Severe mesangial cell injury induced by administration of LPS and anti-mesangial cell serum. (A) Histologic evaluation of PAS staining shows mesangiolysis and decreased glomerular cell number (D) on day 3 after model induction compared with the healthy control. (C) The PAS-mesangiolysis score further indicates mesangial cell loss on days 2–3 followed by hypercellularity on days 10–13 (D). (B and E) Expression of the mesangial cell marker α8-integrin is detected in all glomeruli of healthy control mice. Staining of α8-integrin is significantly reduced on days 2–3 after disease induction but mesangiolysis is not homogenously distributed in all glomeruli on days 2–3. On day 10 after injury, α8-integrin–positive mesangial cells repopulate the glomerular tuft.
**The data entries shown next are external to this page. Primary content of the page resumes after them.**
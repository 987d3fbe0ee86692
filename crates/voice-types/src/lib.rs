use serde::{Deserialize, Serialize};

/// Reason why a playback stream ended on the player side.
#[derive(Clone, Copy, Debug, Serialize, Deserialize, PartialEq, Eq)]
#[serde(rename_all = "snake_case")]
pub enum PlaybackEndReason {
    /// Every queued buffer played after the producer declared end-of-stream.
    Eof,
    /// The output engine could not be started or failed mid-stream.
    Error,
    /// Playback was interrupted by the caller.
    Stopped,
}

/// Point-in-time view of a streaming player's queue.
///
/// Counters are per stream: a reset starts a new `generation` with zeroed counters.
#[derive(Clone, Debug, Default, Serialize, Deserialize, PartialEq, Eq)]
pub struct StreamStatus {
    /// Stream generation, bumped on every reset.
    pub generation: u64,
    /// Buffers handed to the output engine (including ones lost to a failed engine start).
    pub scheduled: u64,
    /// Buffers whose playback finished.
    pub completed: u64,
    /// Scheduled buffers dropped because the output engine failed to start; they never finish.
    #[serde(default)]
    pub lost: u64,
    /// `true` once the producer declared that no further chunks will arrive.
    pub stream_complete: bool,
    /// `true` once the stream was interrupted.
    pub interrupted: bool,
    /// `true` once `playback_finished` was emitted for this stream.
    pub finished: bool,
    /// Whether the output engine is currently running.
    pub engine_running: bool,
    /// Samples held in the accumulated history (interleaved when stereo).
    pub history_samples: u64,
}

impl StreamStatus {
    /// Buffers submitted but not yet finished playing.
    pub fn backlog(&self) -> u64 {
        self.scheduled.saturating_sub(self.completed)
    }

    /// Everything that can still play has played, but buffers lost to a failed engine start
    /// keep the backlog from draining.
    pub fn drained_with_losses(&self) -> bool {
        self.lost > 0 && self.backlog() == self.lost
    }
}

/// Client events sent to a conversation-style realtime API.
///
/// Pure data: the player never sends these itself.
#[derive(Clone, Debug, Serialize, Deserialize, PartialEq, Eq)]
#[serde(tag = "type")]
pub enum ClientEvent {
    /// Append a single item to the conversation.
    #[serde(rename = "conversation.item.create")]
    ConversationItemCreate {
        #[serde(default, skip_serializing_if = "Option::is_none")]
        event_id: Option<String>,
        item: ConversationItem,
    },
}

impl ClientEvent {
    /// A user message carrying base64-encoded PCM16 audio.
    pub fn user_audio(audio_base64: impl Into<String>) -> Self {
        Self::ConversationItemCreate {
            event_id: None,
            item: ConversationItem::user(ContentPart::InputAudio {
                audio: audio_base64.into(),
            }),
        }
    }

    /// A user message carrying plain text.
    pub fn user_text(text: impl Into<String>) -> Self {
        Self::ConversationItemCreate {
            event_id: None,
            item: ConversationItem::user(ContentPart::InputText { text: text.into() }),
        }
    }
}

/// Conversation item payload of `conversation.item.create`.
#[derive(Clone, Debug, Serialize, Deserialize, PartialEq, Eq)]
pub struct ConversationItem {
    #[serde(rename = "type")]
    pub kind: ItemKind,
    pub role: Role,
    pub content: Vec<ContentPart>,
}

impl ConversationItem {
    fn user(part: ContentPart) -> Self {
        Self {
            kind: ItemKind::Message,
            role: Role::User,
            content: vec![part],
        }
    }
}

#[derive(Clone, Copy, Debug, Serialize, Deserialize, PartialEq, Eq)]
#[serde(rename_all = "snake_case")]
pub enum ItemKind {
    Message,
}

#[derive(Clone, Copy, Debug, Serialize, Deserialize, PartialEq, Eq)]
#[serde(rename_all = "snake_case")]
pub enum Role {
    User,
    Assistant,
    System,
}

/// One content part of a conversation message.
#[derive(Clone, Debug, Serialize, Deserialize, PartialEq, Eq)]
#[serde(tag = "type", rename_all = "snake_case")]
pub enum ContentPart {
    /// Base64-encoded PCM16 audio.
    InputAudio { audio: String },
    /// Plain user text.
    InputText { text: String },
}

#[cfg(test)]
mod tests {
    use super::*;

    #[test]
    fn user_audio_serializes_with_type_tags() {
        let event = ClientEvent::user_audio("AAAA");
        let json = serde_json::to_value(&event).unwrap();
        assert_eq!(
            json,
            serde_json::json!({
                "type": "conversation.item.create",
                "item": {
                    "type": "message",
                    "role": "user",
                    "content": [{ "type": "input_audio", "audio": "AAAA" }]
                }
            })
        );
    }

    #[test]
    fn user_text_keeps_event_id_when_present() {
        let raw = r#"{
            "type": "conversation.item.create",
            "event_id": "evt_1",
            "item": {
                "type": "message",
                "role": "user",
                "content": [{ "type": "input_text", "text": "hello" }]
            }
        }"#;
        let event: ClientEvent = serde_json::from_str(raw).unwrap();
        let ClientEvent::ConversationItemCreate { event_id, item } = event;
        assert_eq!(event_id.as_deref(), Some("evt_1"));
        assert_eq!(item.role, Role::User);
        assert_eq!(
            item.content,
            vec![ContentPart::InputText {
                text: "hello".to_string()
            }]
        );
    }

    #[test]
    fn stream_status_backlog_never_negative() {
        let status = StreamStatus {
            scheduled: 2,
            completed: 3,
            ..StreamStatus::default()
        };
        assert_eq!(status.backlog(), 0);
    }

    #[test]
    fn drained_with_losses_needs_a_lost_buffer() {
        let mut status = StreamStatus {
            scheduled: 3,
            completed: 2,
            lost: 1,
            ..StreamStatus::default()
        };
        assert!(status.drained_with_losses());
        status.completed = 1;
        assert!(!status.drained_with_losses());
        status.lost = 0;
        status.completed = 3;
        assert!(!status.drained_with_losses());
    }

    #[test]
    fn end_reason_uses_snake_case() {
        let json = serde_json::to_string(&PlaybackEndReason::Stopped).unwrap();
        assert_eq!(json, "\"stopped\"");
    }
}
use std::path::PathBuf;

use clap::{Parser, Subcommand, ValueEnum};
use voice_player::OutputProfile;

const VERSION: &str = concat!(
    env!("CARGO_PKG_VERSION"),
    " (",
    env!("GIT_SHA"),
    ", ",
    env!("BUILD_DATE"),
    ")"
);

#[derive(Parser, Debug)]
#[command(name = "voice-play", version = VERSION)]
pub struct Args {
    #[command(subcommand)]
    pub cmd: Option<Command>,

    /// List output devices and exit
    #[arg(long)]
    pub list_devices: bool,

    /// TOML config file; flags given here override it
    #[arg(long)]
    pub config: Option<PathBuf>,

    /// Use a specific output device by substring match
    #[arg(long)]
    pub device: Option<String>,

    /// Sample rate of the incoming PCM16 chunks
    #[arg(long)]
    pub sample_rate: Option<u32>,

    /// Playback speed multiplier (clamped to 0.25..=4.0)
    #[arg(long)]
    pub playback_rate: Option<f32>,

    /// Output routing profile
    #[arg(long, value_enum)]
    pub output_profile: Option<ProfileArg>,

    /// Fixed output callback buffer size in frames
    #[arg(long)]
    pub buffer_frames: Option<u32>,

    /// Collect the stream history as interleaved stereo
    #[arg(long)]
    pub stereo_history: bool,

    /// Write everything received to this WAV file once the stream completes
    #[arg(long)]
    pub export: Option<PathBuf>,

    /// Interrupt playback after this many milliseconds
    #[arg(long)]
    pub interrupt_after_ms: Option<u64>,
}

#[derive(Subcommand, Debug)]
pub enum Command {
    /// Play base64 PCM16 chunks, one per line, from a file or stdin
    Stream {
        /// Chunk file (stdin when omitted)
        #[arg(long)]
        input: Option<PathBuf>,
    },

    /// Decode an audio file and play it as a simulated realtime chunk stream
    File {
        /// Path to audio file
        path: PathBuf,

        /// Chunk duration in milliseconds
        #[arg(long)]
        chunk_ms: Option<u64>,

        /// Submit every chunk at once instead of pacing them at real time
        #[arg(long)]
        burst: bool,
    },
}

#[derive(Clone, Copy, Debug, PartialEq, Eq, ValueEnum)]
pub enum ProfileArg {
    Auto,
    Standard,
    Constrained,
}

impl From<ProfileArg> for OutputProfile {
    fn from(arg: ProfileArg) -> Self {
        match arg {
            ProfileArg::Auto => OutputProfile::Auto,
            ProfileArg::Standard => OutputProfile::Standard,
            ProfileArg::Constrained => OutputProfile::Constrained,
        }
    }
}
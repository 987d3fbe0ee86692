//! CPAL-backed output engine.
//!
//! The output stream is built lazily on [`OutputEngine::start`] and dropped on
//! [`OutputEngine::stop`]. The real-time callback:
//! - pulls samples from the player node through the rate stage without blocking on channels
//! - maps the mono stream onto every device channel
//! - converts `f32` samples to the device sample format
//! - sends a [`Completion`] for every buffer it finishes

use std::collections::VecDeque;
use std::sync::atomic::{AtomicU64, Ordering};
use std::sync::{Arc, Mutex};

use anyhow::{Result, anyhow};
use cpal::traits::{DeviceTrait, StreamTrait};
use crossbeam_channel::Sender;

use super::rate::{QueuedBuffer, RateStage};
use super::{Completion, EngineState, OutputEngine};
use crate::config::PlayerConfig;
use crate::convert::PlayableBuffer;
use crate::device;
use crate::error::{ConfigurationError, EngineStartError};

/// State shared between the engine and its output callback.
struct PlayerNode {
    queue: VecDeque<QueuedBuffer>,
    stage: RateStage,
    completions: Option<Sender<Completion>>,
}

/// Output engine playing through a CPAL device.
pub struct CpalEngine {
    device: cpal::Device,
    sample_format: cpal::SampleFormat,
    stream_config: cpal::StreamConfig,
    node: Arc<Mutex<PlayerNode>>,
    underrun_frames: Arc<AtomicU64>,
    stream: Option<cpal::Stream>,
}

impl CpalEngine {
    /// Open the configured output device and pick a stream config for the player rate.
    ///
    /// The stream itself is not built until the first [`OutputEngine::start`].
    pub fn open(config: &PlayerConfig) -> Result<Self, ConfigurationError> {
        Self::open_inner(config).map_err(ConfigurationError::Device)
    }

    fn open_inner(config: &PlayerConfig) -> Result<Self> {
        let host = cpal::default_host();
        let device = device::pick_device(&host, config.device_needle())?;
        let supported = device::pick_output_config(&device, config.sample_rate_hz)?;
        let mut stream_config: cpal::StreamConfig = supported.clone().into();
        if let Some(buf) = device::pick_buffer_size(&supported, config.buffer_size_frames) {
            stream_config.buffer_size = buf;
        }

        let stage = RateStage::new(
            config.sample_rate_hz,
            stream_config.sample_rate,
            config.effective_playback_rate(),
        );
        tracing::info!(
            device = %device.description().map(|d| d.to_string()).unwrap_or_default(),
            output_rate_hz = stream_config.sample_rate,
            channels = stream_config.channels,
            sample_format = ?supported.sample_format(),
            rate_step = stage.step(),
            "output engine opened"
        );

        Ok(Self {
            device,
            sample_format: supported.sample_format(),
            stream_config,
            node: Arc::new(Mutex::new(PlayerNode {
                queue: VecDeque::new(),
                stage,
                completions: None,
            })),
            underrun_frames: Arc::new(AtomicU64::new(0)),
            stream: None,
        })
    }

    /// Frames of silence emitted because nothing was queued.
    pub fn underrun_frames(&self) -> u64 {
        self.underrun_frames.load(Ordering::Relaxed)
    }

    fn build_stream(&self) -> Result<cpal::Stream> {
        match self.sample_format {
            cpal::SampleFormat::F32 => self.build_stream_typed::<f32>(),
            cpal::SampleFormat::I16 => self.build_stream_typed::<i16>(),
            cpal::SampleFormat::I32 => self.build_stream_typed::<i32>(),
            cpal::SampleFormat::U16 => self.build_stream_typed::<u16>(),
            other => Err(anyhow!("Unsupported sample format: {other:?}")),
        }
    }

    fn build_stream_typed<T>(&self) -> Result<cpal::Stream>
    where
        T: cpal::Sample + cpal::SizedSample + cpal::FromSample<f32>,
    {
        let channels_out = (self.stream_config.channels as usize).max(1);
        let node = self.node.clone();
        let underruns = self.underrun_frames.clone();

        let err_fn = |err| tracing::warn!("stream error: {err}");

        let stream = self.device.build_output_stream(
            &self.stream_config,
            move |data: &mut [T], _| {
                let silence = <T as cpal::Sample>::from_sample::<f32>(0.0);
                let Ok(mut guard) = node.lock() else {
                    data.fill(silence);
                    return;
                };
                let PlayerNode {
                    queue,
                    stage,
                    completions,
                } = &mut *guard;

                let frames = data.len() / channels_out;
                for frame in 0..frames {
                    let next = stage.next_sample(queue, |token| {
                        if let Some(tx) = completions.as_ref() {
                            let _ = tx.send(token);
                        }
                    });
                    let Some(sample) = next else {
                        let remaining = frames - frame;
                        underruns.fetch_add(remaining as u64, Ordering::Relaxed);
                        data[frame * channels_out..].fill(silence);
                        break;
                    };
                    let out = <T as cpal::Sample>::from_sample::<f32>(sample);
                    data[frame * channels_out..(frame + 1) * channels_out].fill(out);
                }
            },
            err_fn,
            None,
        )?;
        Ok(stream)
    }
}

impl OutputEngine for CpalEngine {
    fn state(&self) -> EngineState {
        if self.stream.is_some() {
            EngineState::Running
        } else {
            EngineState::Idle
        }
    }

    fn start(&mut self, completions: &Sender<Completion>) -> Result<(), EngineStartError> {
        if self.stream.is_some() {
            return Ok(());
        }
        if let Ok(mut node) = self.node.lock() {
            node.completions = Some(completions.clone());
            node.stage.reset();
        }
        let stream = self.build_stream().map_err(EngineStartError::Backend)?;
        stream
            .play()
            .map_err(|e| EngineStartError::Backend(e.into()))?;
        self.stream = Some(stream);
        tracing::info!("output engine started");
        Ok(())
    }

    fn submit(&mut self, token: Completion, buffer: PlayableBuffer) {
        if let Ok(mut node) = self.node.lock() {
            node.queue.push_back(QueuedBuffer {
                token,
                samples: buffer.into_samples(),
            });
        }
    }

    fn stop(&mut self) {
        if let Some(stream) = self.stream.take() {
            let _ = stream.pause();
            drop(stream);
            tracing::info!("output engine stopped");
        }
        if let Ok(mut node) = self.node.lock() {
            let dropped = node.queue.len();
            node.queue.clear();
            node.stage.reset();
            node.completions = None;
            if dropped > 0 {
                tracing::debug!(dropped, "discarded unplayed buffers");
            }
        }
    }
}

impl Drop for CpalEngine {
    fn drop(&mut self) {
        self.stop();
    }
}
Box plots show the median with 25th and 75th percentiles and error bars show 10th and 90th percentiles (n=5–8 per group). *P<0.05; **P<0.01; ***P<0.001.
Figure 2.
Figure 2.
Fate-mapped cells of renin lineage are located in the glomerular tuft after experimental mesangial injury. (A) Mesangial injury is induced in mRenCre/tdTomato-EGFP mice to trace renin lineage cells using EGFP as the reporter. No antibody is required to visualize EGFP reporter cells, which localize to the afferent arterioles or parietal cells of Bowman’s capsule. Representative images demonstrate that only a small glomerular area shows EGFP-positive reporter cells within the glomerular tuft in healthy control mice, as indicated by arrowheads (left). On day 10 after disease induction, an increased intraglomerular area displays EGFP-positive reporter cells (right, arrowheads). A higher magnification view of the boxed region shows EGFP-tagged cells with typical localization for mesangial cells on day 10. (B) Statistical analysis of EGFP-positive staining area per glomerulus shows a significantly increased percentage on day 10 after mesangial cell injury compared with healthy controls (n=6–10 per group). (C) To determine whether renin lineage cells are recruited from an extraglomerular origin, experimental mesangial damage is induced in mRen-rtTAm2/LC1/R26R-LacZ mice. Genetically tagged cells of renin lineage are visualized using β-gal staining. A representative glomerulus on day 10 after disease induction shows a considerable fraction of LacZ-expressing cells in the glomerular tuft (left, arrowhead). In contrast with the juxtaglomerular apparatus, intraglomerular β-gal–stained cells do not overlap with renin staining (right). (D) The percentage of glomeruli with intraglomerular LacZ-expressing cells per cross-section is markedly increased in mice on day 10 after injury (n=7) compared with healthy controls (n=5). Data represent the mean±SD. *P<0.05. n.d., not detectable.
Figure 3.
Figure 3.
Extraglomerular origin of repopulating renin lineage cells after mesangial injury. Three-dimensional glomerular reconstruction of α-smooth muscle actin (red, afferent arterioles), α8-integrin–immunoreactive (green), and LacZ (blue) positive areas in healthy controls (left, no intraglomerular staining) of mRen-rtTAm2/LC1/R26RLacZ mice and on day 10 (right, positive intraglomerular staining) after experimental mesangial injury. All animals receive doxycycline and are treated with enalapril.
Figure 4.
Figure 4.
Cells of renin lineage are precursors of regenerating mesangial cells. Immunohistochemical and β-gal costaining is performed to determine whether recruited intraglomerular cells of renin lineage express proteins that are considered to be podocyte-, parietal epithelial-, endothelial-, or mesangial cell-specific markers. Representative images of intraglomerular LacZ-expressing cells (blue, arrowheads) on day 10 after mesangial disease induction show no coexpression with WT1 (red, podocytes), renin (green), Claudin-1 (red, parietal epithelial cells), CD31 (green, endothelial cells), and α-smooth muscle actin (red, α-SMA). Costaining of the mesangial cell marker α8-integrin and β-gal reveals colocalization of the genetically labeled renin lineage cells in the glomerular tuft.